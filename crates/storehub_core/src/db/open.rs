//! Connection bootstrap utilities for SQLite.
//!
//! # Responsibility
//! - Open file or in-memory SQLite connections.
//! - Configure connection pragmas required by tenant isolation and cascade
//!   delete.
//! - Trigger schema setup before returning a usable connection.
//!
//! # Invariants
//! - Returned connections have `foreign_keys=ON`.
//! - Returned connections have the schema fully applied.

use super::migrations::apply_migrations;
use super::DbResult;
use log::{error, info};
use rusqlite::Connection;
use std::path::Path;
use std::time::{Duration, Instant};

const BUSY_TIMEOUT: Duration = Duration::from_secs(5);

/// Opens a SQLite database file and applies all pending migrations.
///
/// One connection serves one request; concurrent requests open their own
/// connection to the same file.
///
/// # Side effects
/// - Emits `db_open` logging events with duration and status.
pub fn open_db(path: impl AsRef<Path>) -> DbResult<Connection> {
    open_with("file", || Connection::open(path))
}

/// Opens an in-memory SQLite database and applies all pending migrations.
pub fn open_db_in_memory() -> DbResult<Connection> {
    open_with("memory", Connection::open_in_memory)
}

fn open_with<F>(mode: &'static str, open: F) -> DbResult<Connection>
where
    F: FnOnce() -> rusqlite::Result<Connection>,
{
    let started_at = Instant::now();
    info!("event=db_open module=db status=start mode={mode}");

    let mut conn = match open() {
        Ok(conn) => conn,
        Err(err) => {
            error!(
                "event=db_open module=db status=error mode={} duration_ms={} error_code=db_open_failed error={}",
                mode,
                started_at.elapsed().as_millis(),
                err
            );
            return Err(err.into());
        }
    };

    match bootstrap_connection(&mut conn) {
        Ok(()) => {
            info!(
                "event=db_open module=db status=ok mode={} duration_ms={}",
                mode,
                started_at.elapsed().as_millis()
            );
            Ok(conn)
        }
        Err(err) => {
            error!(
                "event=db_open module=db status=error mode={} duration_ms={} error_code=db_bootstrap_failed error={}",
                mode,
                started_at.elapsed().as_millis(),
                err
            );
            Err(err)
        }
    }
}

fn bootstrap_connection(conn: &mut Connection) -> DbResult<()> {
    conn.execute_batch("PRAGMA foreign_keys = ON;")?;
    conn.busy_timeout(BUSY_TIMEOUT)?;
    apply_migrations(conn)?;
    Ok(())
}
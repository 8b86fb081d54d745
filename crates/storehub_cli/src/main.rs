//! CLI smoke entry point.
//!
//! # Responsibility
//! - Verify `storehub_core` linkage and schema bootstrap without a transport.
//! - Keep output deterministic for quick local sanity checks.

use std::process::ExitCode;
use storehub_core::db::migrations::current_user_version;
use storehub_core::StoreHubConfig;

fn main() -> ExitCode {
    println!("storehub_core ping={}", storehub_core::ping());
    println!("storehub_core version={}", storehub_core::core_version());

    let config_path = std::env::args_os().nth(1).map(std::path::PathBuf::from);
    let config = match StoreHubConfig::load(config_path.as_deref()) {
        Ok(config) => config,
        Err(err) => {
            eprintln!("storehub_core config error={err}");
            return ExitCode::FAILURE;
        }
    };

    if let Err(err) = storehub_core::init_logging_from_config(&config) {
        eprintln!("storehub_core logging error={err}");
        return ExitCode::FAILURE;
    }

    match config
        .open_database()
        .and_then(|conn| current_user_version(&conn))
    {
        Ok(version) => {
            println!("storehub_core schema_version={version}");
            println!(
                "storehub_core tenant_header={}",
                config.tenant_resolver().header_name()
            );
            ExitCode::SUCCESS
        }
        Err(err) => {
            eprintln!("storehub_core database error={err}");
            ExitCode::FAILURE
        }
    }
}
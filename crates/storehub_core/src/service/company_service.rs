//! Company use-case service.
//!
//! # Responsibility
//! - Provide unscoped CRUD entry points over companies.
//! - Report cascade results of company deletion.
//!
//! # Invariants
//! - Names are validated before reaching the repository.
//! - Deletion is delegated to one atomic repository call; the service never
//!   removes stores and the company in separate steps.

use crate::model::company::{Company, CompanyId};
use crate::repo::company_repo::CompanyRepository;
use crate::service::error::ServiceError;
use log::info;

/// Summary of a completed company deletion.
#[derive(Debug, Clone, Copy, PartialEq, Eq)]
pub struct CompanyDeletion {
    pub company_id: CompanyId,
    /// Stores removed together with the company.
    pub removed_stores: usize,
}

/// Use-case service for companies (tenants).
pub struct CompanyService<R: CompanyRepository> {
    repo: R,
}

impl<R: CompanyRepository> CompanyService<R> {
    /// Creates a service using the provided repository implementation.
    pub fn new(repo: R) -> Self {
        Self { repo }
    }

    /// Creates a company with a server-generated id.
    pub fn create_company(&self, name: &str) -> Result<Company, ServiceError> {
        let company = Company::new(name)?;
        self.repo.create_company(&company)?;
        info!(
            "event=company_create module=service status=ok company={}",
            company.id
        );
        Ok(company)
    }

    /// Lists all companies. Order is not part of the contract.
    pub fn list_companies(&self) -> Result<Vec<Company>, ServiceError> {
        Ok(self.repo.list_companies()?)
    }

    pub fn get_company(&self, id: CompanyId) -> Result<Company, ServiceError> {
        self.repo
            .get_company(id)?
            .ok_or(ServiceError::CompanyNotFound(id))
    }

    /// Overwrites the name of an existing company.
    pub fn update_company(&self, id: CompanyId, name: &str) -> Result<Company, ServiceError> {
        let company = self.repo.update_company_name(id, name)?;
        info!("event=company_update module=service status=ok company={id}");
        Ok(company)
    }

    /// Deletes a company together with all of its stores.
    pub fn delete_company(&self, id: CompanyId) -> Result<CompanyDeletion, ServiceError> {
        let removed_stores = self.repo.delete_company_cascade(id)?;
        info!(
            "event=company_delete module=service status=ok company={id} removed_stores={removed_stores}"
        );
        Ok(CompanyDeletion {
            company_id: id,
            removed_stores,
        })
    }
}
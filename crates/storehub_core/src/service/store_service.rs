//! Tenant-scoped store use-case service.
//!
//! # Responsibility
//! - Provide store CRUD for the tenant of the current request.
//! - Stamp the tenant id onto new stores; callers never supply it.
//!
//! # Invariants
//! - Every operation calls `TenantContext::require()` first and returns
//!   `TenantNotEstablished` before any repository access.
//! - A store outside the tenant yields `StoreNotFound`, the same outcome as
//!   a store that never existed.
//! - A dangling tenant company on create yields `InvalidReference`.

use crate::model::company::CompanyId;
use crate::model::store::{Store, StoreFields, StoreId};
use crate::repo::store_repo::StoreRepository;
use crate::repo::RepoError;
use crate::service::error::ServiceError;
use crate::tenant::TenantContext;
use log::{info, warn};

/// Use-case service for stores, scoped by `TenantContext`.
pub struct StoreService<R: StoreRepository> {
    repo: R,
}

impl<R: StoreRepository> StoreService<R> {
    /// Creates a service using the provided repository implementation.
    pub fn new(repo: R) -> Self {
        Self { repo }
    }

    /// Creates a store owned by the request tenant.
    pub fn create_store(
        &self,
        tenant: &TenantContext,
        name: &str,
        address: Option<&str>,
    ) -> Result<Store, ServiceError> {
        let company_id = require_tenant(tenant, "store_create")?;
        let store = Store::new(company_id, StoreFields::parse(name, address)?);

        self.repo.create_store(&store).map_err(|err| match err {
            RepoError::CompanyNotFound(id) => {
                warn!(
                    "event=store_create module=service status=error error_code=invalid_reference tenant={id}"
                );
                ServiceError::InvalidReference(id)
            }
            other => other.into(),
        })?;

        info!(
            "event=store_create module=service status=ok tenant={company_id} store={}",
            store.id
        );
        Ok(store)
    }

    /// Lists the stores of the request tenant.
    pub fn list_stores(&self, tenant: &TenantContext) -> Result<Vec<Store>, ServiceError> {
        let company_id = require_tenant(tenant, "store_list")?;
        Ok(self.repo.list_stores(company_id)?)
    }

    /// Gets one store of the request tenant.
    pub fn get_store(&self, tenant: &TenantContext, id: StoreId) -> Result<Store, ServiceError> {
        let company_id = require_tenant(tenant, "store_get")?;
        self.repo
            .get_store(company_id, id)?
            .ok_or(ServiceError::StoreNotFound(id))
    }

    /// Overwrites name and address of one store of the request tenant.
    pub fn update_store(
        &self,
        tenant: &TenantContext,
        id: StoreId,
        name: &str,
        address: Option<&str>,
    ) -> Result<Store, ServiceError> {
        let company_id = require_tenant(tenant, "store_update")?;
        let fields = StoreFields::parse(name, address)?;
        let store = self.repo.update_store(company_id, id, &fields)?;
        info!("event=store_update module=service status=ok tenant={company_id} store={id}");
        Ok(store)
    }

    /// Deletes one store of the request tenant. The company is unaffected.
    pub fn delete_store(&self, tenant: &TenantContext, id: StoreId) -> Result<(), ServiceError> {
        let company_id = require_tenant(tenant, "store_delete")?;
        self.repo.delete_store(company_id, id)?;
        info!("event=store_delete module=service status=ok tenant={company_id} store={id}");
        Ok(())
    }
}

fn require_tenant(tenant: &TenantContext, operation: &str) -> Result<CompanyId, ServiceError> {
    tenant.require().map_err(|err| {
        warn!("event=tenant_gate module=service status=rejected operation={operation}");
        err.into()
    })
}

> [Work required]
Set down only the lines above that fall between the line holding "if let Err(err)" and the line holding "points over companies.", inclusive, keeping each exact.

> [Response box]
    if let Err(err) = storehub_core::init_logging_from_config(&config) {
        eprintln!("storehub_core logging error={err}");
        return ExitCode::FAILURE;
    }

    match config
        .open_database()
        .and_then(|conn| current_user_version(&conn))
    {
        Ok(version) => {
            println!("storehub_core schema_version={version}");
            println!(
                "storehub_core tenant_header={}",
                config.tenant_resolver().header_name()
            );
            ExitCode::SUCCESS
        }
        Err(err) => {
            eprintln!("storehub_core database error={err}");
            ExitCode::FAILURE
        }
    }
}
filename crates/storehub_core/src/service/company_service.rs
//! Company use-case service.
//!
//! # Responsibility
//! - Provide unscoped CRUD entry points over companies.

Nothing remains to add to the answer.